The goal of this PhD project will be to lay the circuit foundations for radiation tolerant, time-based, analogue signal processing to support the needs of future nuclear systems like thermonuclear fusion reactors (e.g. ITER) and high-energy physics experiments (e.g. HL-LHC), as well as challenging space missions (e.g. JUICE), where the electronic front-ends will be exposed to extreme levels of radiation up to 1000 times higher than current commercial rad-hard components can handle. Scaled CMOS technologies are often impacted by a reduced dynamic range of the signals, and therefore benefit from processing signals in the time domain.
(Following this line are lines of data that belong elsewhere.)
//! Custom actions for the `dishes` collection.
//!
//! The favorite flag is not part of [`DishUpdate`](crate::model::DishUpdate)
//! — admin edits and favorite toggles are separate operations, so the flag
//! gets its own action.

/// Record-specific operations on a [`Dish`](crate::model::Dish).
#[derive(Debug, Clone)]
pub enum DishAction {
    /// Sets the favorite flag to the given value.
    SetFavorite(bool),
}

/// Results from dish actions, one variant per action.
#[derive(Debug, Clone)]
pub enum DishActionResult {
    /// The favorite flag after the action.
    SetFavorite(bool),
}
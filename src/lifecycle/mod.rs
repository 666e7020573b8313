//! Runtime wiring: collection startup/shutdown and tracing setup.

pub mod storefront;
pub mod tracing;

pub use self::storefront::Storefront;
pub use self::tracing::setup_tracing;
Since time accuracy is severely impacted by radiation, which increases 1/f noise and mismatch in oscillators and delay lines, innovative radiation tolerant low-jitter circuits are needed to achieve ps-accuracy. This project sets the innovative goal to develop a radiation tolerant sub-ps time-to-digital converter and a 16-bit time-based sensor readout in nanometer CMOS technologies with record radiation tolerance of 10 MGy and 3·1016 neutrons/cm2 (1 MeV) to make this possible. The project will collaborate with ESR8 for modelling aspects, profit from the predictive tools developed by ESR9 and ESR10 and from the study of synergetic effects by ESR3.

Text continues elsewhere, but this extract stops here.